People fleeing war or persecution are not migrants they are desperate #refugees seeking asylum but no one will accept them #Rohingya
— Jamila Hanan (@JamilaHanan)
May 14, 2015
"What do you expect us to do?" Malaysian Deputy Home Minister Wan Junaidi Jafaar told the Associated Press. "We have been very nice to the people who broke into our border. We have treated them humanely but they cannot be flooding our shores like this."
Malaysia, who is not a signatory of international conventions on refugees, is a host to more than 150,000 refugees and asylum seekers, more than 40,000 of them are Rohingya according to the United Nations. Most of those immigrants do not have any civil status and therefore work opportunities are limited.

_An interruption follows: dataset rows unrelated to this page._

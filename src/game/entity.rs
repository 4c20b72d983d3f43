//! Player entity and its replicated cells

use serde::{Deserialize, Serialize};

use super::world::{BodyHandle, Transform};
use crate::config::Color;
use crate::replication::{ReplicatedCell, ReplicationBus, ReplicationError};
use crate::session::ParticipantId;

#[derive(Debug, Clone, Copy, PartialEq, Eq, Hash, PartialOrd, Ord, Serialize, Deserialize)]
#[serde(transparent)]
pub struct EntityId(pub u64);

impl std::fmt::Display for EntityId {
    fn fmt(&self, f: &mut std::fmt::Formatter<'_>) -> std::fmt::Result {
        write!(f, "{}", self.0)
    }
}

/// Name of an entity cell on the bus, e.g. `entity.4.health`
pub fn cell_name(entity: EntityId, field: &str) -> String {
    format!("entity.{}.{}", entity, field)
}

/// Drive input, both axes in -1..=1
#[derive(Debug, Clone, Copy, Default, PartialEq)]
pub struct DriveInput {
    pub throttle: f32,
    pub turn: f32,
}

impl DriveInput {
    pub fn clamped(throttle: f32, turn: f32) -> Self {
        let axis = |v: f32| if v.is_finite() { v.clamp(-1.0, 1.0) } else { 0.0 };
        Self {
            throttle: axis(throttle),
            turn: axis(turn),
        }
    }
}

/// Server-written state of one entity
pub(crate) struct EntityCells {
    pub owner: ReplicatedCell<ParticipantId>,
    pub transform: ReplicatedCell<Transform>,
    pub health: ReplicatedCell<f32>,
    pub color: ReplicatedCell<Color>,
    pub wins: ReplicatedCell<u32>,
    pub active: ReplicatedCell<bool>,
    pub control: ReplicatedCell<bool>,
}

impl EntityCells {
    pub fn new(
        bus: &ReplicationBus,
        id: EntityId,
        owner: ParticipantId,
        transform: Transform,
        health: f32,
    ) -> Result<Self, ReplicationError> {
        Ok(Self {
            owner: bus.cell(cell_name(id, "owner"), owner)?,
            transform: bus.cell(cell_name(id, "transform"), transform)?,
            health: bus.cell(cell_name(id, "health"), health)?,
            color: bus.cell(cell_name(id, "color"), Color::WHITE)?,
            wins: bus.cell(cell_name(id, "wins"), 0u32)?,
            active: bus.cell(cell_name(id, "active"), true)?,
            control: bus.cell(cell_name(id, "control"), false)?,
        })
    }

    pub fn retire(self) {
        self.owner.retire();
        self.transform.retire();
        self.health.retire();
        self.color.retire();
        self.wins.retire();
        self.active.retire();
        self.control.retire();
    }
}

/// A participant's controllable avatar
pub struct PlayerEntity {
    pub id: EntityId,
    pub owner: ParticipantId,
    pub label: String,
    pub slot: usize,
    pub body: BodyHandle,
    pub(crate) cells: EntityCells,
    /// Set once this life's death has been resolved; cleared by a reset
    pub(crate) death_resolved: bool,
    pub(crate) deaths: u32,
    pub(crate) drive: DriveInput,
}

impl PlayerEntity {
    pub fn health(&self) -> f32 {
        self.cells.health.get()
    }

    pub fn wins(&self) -> u32 {
        self.cells.wins.get()
    }

    pub fn is_active(&self) -> bool {
        self.cells.active.get()
    }

    pub fn control_enabled(&self) -> bool {
        self.cells.control.get()
    }

    pub fn color(&self) -> Color {
        self.cells.color.get()
    }

    pub fn transform(&self) -> Transform {
        self.cells.transform.get()
    }

    pub fn handle(&self) -> EntityHandle {
        EntityHandle {
            id: self.id,
            owner: self.owner,
            slot: self.slot,
        }
    }

    pub fn view(&self) -> EntityView {
        EntityView {
            id: self.id,
            owner: self.owner,
            label: self.label.clone(),
            slot: self.slot,
            health: self.health(),
            wins: self.wins(),
            active: self.is_active(),
            control_enabled: self.control_enabled(),
            color: self.color(),
            transform: self.transform(),
        }
    }
}

/// Lightweight reference to a live entity
#[derive(Debug, Clone, Copy, PartialEq, Eq, Serialize)]
pub struct EntityHandle {
    pub id: EntityId,
    pub owner: ParticipantId,
    pub slot: usize,
}

/// Read-only snapshot of an entity, for status endpoints
#[derive(Debug, Clone, Serialize)]
pub struct EntityView {
    pub id: EntityId,
    pub owner: ParticipantId,
    pub label: String,
    pub slot: usize,
    pub health: f32,
    pub wins: u32,
    pub active: bool,
    pub control_enabled: bool,
    pub color: Color,
    pub transform: Transform,
}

25,000 #Rohingya & Bangladeshis have boarded smugglers' boats on the Bay of Bengal in 2015 http://t.co/JH9XBeWs6H pic.twitter.com/w0qd4RwDI5
— UN Refugee Agency (@Refugees)
May 11, 2015
The three southeast Asian countries, Malaysia, Thailand and Indonesia, have long turned a blind eye to the suffering of the 1.3 million Rohingya Muslims in Myanmar, in order not to anger the country's government. They have for years bowed to the wishes of Burma at regional conferences, avoiding all discussions of state-sponsored discrimination against the Rohingya.
#Burma Gov persecution of #Rohingya created boat #refugee crisis. #Thailand #Malaysia #Indonesia make things worse w cold-hearted push backs
— Lotte Leicht (@LotteLeicht1)
May 14, 2015
However, the crisis in the Myanmar, which some argue neighboring countries helped create by their lack of action, now appears to haunt the southeast Asian countries, as more than 120,000 Muslim Rohingya have been boarding ships and paying smugglers to help them flee to other countries
In recent days, fearing arrests, the smugglers and captains have been abandoning the ships, leaving the refugees to make do for themselves with little food and water supplies. Calls by the U.N refugee agency and other aid groups to help the refugees have fallen on deaf ears. An estimated 6,000 migrants remain stranded at sea.